Collected data
####################

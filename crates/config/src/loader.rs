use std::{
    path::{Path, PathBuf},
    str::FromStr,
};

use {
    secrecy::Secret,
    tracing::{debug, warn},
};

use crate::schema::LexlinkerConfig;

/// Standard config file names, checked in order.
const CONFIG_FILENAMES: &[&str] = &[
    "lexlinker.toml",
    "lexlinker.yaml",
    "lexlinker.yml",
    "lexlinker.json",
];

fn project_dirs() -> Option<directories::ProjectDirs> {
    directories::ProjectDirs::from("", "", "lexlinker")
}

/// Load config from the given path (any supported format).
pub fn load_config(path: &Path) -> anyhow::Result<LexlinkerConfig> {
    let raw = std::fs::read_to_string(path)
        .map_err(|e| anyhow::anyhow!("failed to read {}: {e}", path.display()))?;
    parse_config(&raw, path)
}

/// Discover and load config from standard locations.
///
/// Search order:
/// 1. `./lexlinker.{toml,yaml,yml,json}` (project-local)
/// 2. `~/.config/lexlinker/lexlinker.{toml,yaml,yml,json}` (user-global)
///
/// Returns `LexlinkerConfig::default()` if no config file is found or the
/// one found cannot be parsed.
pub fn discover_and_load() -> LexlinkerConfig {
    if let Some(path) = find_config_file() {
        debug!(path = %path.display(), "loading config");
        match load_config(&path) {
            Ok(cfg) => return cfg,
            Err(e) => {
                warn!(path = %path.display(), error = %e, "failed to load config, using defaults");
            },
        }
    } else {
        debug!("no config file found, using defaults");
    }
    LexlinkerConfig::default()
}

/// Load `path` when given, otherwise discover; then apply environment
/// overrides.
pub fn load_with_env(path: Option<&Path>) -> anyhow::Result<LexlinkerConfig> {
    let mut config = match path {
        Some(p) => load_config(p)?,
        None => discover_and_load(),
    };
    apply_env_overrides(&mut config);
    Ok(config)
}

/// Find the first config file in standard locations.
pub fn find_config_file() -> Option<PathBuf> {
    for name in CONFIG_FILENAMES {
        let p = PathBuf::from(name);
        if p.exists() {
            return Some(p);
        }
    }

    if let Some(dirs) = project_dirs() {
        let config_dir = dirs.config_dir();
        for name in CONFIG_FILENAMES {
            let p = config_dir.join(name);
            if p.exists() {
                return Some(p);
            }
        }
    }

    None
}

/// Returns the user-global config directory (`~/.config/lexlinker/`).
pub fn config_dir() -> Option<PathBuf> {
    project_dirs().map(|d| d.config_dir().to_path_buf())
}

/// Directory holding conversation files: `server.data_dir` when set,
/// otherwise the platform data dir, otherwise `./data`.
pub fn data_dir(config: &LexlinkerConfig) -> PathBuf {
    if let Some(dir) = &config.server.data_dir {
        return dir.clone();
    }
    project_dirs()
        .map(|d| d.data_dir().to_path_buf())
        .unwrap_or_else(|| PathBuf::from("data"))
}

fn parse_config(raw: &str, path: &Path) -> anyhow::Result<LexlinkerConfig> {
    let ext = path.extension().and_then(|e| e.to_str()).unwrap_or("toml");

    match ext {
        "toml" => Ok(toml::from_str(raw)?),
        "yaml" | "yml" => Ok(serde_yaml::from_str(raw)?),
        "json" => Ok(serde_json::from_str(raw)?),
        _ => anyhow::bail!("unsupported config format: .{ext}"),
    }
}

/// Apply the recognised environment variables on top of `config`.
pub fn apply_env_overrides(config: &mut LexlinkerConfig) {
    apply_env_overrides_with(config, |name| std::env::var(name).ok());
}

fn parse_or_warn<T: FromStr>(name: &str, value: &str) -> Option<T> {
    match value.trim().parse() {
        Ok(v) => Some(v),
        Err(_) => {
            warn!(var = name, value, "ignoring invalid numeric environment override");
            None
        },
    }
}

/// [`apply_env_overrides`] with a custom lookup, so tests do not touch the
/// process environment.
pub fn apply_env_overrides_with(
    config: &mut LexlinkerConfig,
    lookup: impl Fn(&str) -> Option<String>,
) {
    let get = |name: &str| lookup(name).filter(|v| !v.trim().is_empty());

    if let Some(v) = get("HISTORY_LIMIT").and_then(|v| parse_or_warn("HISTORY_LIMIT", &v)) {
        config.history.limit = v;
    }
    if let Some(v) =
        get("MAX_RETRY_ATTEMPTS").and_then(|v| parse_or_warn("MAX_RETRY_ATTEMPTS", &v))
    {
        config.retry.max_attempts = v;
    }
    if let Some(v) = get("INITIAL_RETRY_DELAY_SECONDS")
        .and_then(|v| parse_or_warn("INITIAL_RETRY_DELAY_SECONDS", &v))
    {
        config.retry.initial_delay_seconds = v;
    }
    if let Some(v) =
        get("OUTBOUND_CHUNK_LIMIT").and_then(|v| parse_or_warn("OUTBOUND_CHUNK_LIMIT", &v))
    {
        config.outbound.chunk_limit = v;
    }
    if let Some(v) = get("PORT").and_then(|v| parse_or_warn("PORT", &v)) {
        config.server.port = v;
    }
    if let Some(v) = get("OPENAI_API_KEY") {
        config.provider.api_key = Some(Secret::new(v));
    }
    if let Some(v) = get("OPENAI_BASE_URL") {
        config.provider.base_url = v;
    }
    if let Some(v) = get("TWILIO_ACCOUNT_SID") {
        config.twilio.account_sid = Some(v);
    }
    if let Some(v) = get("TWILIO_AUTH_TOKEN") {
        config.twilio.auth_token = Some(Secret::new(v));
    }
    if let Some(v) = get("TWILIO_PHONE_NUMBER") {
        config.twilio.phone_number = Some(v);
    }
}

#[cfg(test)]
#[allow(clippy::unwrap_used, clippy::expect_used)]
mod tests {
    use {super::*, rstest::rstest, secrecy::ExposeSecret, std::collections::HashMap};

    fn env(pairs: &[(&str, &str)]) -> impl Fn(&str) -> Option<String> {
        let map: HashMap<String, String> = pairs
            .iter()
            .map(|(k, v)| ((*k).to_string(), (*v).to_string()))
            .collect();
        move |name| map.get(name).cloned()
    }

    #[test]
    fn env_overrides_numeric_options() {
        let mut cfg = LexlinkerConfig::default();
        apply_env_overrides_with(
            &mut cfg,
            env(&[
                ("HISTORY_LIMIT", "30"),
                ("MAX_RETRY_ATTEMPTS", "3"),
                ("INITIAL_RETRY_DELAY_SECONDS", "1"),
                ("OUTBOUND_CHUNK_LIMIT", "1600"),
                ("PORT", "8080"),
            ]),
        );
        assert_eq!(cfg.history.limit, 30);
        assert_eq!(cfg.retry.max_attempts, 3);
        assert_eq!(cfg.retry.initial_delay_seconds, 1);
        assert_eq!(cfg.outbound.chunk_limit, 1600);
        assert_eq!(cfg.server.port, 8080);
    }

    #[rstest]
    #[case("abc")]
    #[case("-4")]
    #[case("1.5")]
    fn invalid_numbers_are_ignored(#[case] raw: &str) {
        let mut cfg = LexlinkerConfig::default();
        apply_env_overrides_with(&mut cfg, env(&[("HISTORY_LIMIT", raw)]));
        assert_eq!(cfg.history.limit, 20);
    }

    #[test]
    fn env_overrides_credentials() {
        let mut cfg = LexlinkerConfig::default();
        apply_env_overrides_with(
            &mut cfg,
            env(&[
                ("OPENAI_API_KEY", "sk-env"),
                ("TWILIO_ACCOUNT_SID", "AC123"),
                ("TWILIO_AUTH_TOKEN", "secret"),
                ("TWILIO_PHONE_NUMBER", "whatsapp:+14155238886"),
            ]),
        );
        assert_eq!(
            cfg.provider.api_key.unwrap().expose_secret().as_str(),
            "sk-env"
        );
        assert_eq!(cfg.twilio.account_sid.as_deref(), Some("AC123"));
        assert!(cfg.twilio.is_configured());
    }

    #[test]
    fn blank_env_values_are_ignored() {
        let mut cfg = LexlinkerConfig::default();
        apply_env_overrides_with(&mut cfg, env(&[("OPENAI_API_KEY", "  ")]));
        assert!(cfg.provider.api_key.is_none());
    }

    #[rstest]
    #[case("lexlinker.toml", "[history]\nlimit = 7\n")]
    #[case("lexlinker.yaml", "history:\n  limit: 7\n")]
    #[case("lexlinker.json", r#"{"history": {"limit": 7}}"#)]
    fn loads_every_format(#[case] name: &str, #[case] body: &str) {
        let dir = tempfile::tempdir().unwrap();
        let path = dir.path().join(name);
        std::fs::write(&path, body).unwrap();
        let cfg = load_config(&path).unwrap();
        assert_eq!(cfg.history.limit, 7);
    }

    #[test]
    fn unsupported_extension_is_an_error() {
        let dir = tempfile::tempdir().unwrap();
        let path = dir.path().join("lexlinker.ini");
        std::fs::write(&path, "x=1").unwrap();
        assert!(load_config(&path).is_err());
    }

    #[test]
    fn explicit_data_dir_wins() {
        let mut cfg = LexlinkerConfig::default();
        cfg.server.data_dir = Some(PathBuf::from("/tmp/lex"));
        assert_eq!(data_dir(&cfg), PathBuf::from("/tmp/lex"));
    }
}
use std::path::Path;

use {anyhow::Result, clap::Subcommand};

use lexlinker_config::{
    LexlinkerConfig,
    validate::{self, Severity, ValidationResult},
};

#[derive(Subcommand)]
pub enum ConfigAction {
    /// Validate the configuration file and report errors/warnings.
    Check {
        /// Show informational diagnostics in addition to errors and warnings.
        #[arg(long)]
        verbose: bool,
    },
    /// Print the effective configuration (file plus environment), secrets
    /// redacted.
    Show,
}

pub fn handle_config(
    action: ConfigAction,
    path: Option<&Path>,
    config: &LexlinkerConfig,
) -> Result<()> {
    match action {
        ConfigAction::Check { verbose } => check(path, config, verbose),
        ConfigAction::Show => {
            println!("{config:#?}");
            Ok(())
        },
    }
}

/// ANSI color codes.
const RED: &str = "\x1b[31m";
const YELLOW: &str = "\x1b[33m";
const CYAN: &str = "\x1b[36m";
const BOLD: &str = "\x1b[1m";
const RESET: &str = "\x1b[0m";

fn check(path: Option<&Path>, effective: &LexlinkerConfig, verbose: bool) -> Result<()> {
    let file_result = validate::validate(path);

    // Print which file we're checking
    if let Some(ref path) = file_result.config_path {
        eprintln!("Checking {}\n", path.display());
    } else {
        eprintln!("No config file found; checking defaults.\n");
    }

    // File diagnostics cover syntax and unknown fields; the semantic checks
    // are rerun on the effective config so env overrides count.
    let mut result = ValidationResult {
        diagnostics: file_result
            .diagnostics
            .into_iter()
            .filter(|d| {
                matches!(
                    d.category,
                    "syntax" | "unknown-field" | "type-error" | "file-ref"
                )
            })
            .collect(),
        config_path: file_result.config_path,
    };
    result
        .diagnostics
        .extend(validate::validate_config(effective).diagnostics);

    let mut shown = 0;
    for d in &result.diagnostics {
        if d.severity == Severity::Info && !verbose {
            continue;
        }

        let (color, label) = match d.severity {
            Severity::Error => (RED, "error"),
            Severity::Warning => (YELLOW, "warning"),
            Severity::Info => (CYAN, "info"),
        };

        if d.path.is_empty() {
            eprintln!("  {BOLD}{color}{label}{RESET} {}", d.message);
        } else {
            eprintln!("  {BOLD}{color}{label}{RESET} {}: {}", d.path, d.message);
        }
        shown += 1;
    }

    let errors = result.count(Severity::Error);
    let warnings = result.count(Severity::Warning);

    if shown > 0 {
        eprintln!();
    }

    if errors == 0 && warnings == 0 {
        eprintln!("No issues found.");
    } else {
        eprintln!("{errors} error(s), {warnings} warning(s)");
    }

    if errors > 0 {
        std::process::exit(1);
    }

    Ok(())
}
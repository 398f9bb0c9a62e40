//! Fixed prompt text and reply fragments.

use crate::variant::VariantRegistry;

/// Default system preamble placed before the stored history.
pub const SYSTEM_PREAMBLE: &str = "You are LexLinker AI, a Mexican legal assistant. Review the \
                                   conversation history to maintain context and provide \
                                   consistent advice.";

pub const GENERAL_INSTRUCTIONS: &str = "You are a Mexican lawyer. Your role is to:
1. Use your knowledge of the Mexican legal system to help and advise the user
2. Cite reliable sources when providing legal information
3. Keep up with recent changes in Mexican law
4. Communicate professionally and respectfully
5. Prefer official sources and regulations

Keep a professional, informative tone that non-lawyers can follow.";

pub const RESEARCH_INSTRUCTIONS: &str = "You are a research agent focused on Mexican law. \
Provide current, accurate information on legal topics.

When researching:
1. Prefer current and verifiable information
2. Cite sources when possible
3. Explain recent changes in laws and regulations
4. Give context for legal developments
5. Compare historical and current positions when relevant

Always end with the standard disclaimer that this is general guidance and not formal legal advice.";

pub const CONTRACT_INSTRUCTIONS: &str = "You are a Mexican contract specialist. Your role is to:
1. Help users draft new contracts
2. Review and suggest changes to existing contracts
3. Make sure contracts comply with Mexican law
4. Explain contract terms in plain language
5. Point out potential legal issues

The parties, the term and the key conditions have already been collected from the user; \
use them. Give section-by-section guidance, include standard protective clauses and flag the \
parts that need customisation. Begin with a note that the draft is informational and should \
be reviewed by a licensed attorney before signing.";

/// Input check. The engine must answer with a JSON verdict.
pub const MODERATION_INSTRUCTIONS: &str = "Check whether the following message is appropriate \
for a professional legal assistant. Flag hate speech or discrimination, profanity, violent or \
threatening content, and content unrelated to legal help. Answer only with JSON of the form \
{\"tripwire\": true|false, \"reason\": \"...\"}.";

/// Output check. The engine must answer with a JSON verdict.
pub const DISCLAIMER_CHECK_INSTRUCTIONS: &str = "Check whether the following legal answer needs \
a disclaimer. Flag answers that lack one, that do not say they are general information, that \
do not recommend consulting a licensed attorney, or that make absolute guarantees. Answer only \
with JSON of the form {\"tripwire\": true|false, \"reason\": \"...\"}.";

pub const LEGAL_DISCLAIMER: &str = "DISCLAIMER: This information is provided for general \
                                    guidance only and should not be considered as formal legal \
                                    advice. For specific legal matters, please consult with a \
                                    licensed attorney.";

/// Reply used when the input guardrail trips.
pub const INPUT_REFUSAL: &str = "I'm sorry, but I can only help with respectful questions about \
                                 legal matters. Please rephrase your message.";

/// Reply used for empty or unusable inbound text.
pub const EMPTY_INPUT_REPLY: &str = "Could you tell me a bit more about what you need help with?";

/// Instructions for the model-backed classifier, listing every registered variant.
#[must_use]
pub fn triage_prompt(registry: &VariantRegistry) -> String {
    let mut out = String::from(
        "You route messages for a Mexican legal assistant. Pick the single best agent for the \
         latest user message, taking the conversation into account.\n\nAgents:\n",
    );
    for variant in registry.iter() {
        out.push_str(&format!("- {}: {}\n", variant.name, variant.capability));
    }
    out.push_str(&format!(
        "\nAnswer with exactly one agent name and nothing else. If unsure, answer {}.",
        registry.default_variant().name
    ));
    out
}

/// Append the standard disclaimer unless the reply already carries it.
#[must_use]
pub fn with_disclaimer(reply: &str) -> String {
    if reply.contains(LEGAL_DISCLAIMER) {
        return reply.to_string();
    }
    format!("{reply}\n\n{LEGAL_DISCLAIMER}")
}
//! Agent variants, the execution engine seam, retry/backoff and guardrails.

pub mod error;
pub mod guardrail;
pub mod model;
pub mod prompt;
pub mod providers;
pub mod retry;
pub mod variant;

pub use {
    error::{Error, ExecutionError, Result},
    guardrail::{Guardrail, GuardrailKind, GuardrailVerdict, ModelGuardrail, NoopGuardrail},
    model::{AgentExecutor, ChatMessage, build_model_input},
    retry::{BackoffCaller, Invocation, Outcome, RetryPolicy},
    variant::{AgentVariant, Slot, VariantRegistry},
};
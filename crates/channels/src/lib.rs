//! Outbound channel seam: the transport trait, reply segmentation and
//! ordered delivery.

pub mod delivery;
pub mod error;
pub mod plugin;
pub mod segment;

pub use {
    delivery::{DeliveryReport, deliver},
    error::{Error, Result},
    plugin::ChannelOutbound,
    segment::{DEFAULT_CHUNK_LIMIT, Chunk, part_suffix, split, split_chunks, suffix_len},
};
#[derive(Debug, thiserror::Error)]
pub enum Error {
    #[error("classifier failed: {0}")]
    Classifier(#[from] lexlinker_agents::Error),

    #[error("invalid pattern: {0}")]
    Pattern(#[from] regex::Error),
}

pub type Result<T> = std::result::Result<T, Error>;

####################

* Task directions
All lines that hold the word "Mexican" should be copied from the data.

* Expected answer
pub const SYSTEM_PREAMBLE: &str = "You are LexLinker AI, a Mexican legal assistant. Review the \
pub const GENERAL_INSTRUCTIONS: &str = "You are a Mexican lawyer. Your role is to:
1. Use your knowledge of the Mexican legal system to help and advise the user
3. Keep up with recent changes in Mexican law
pub const RESEARCH_INSTRUCTIONS: &str = "You are a research agent focused on Mexican law. \
pub const CONTRACT_INSTRUCTIONS: &str = "You are a Mexican contract specialist. Your role is to:
3. Make sure contracts comply with Mexican law
        "You route messages for a Mexican legal assistant. Pick the single best agent for the \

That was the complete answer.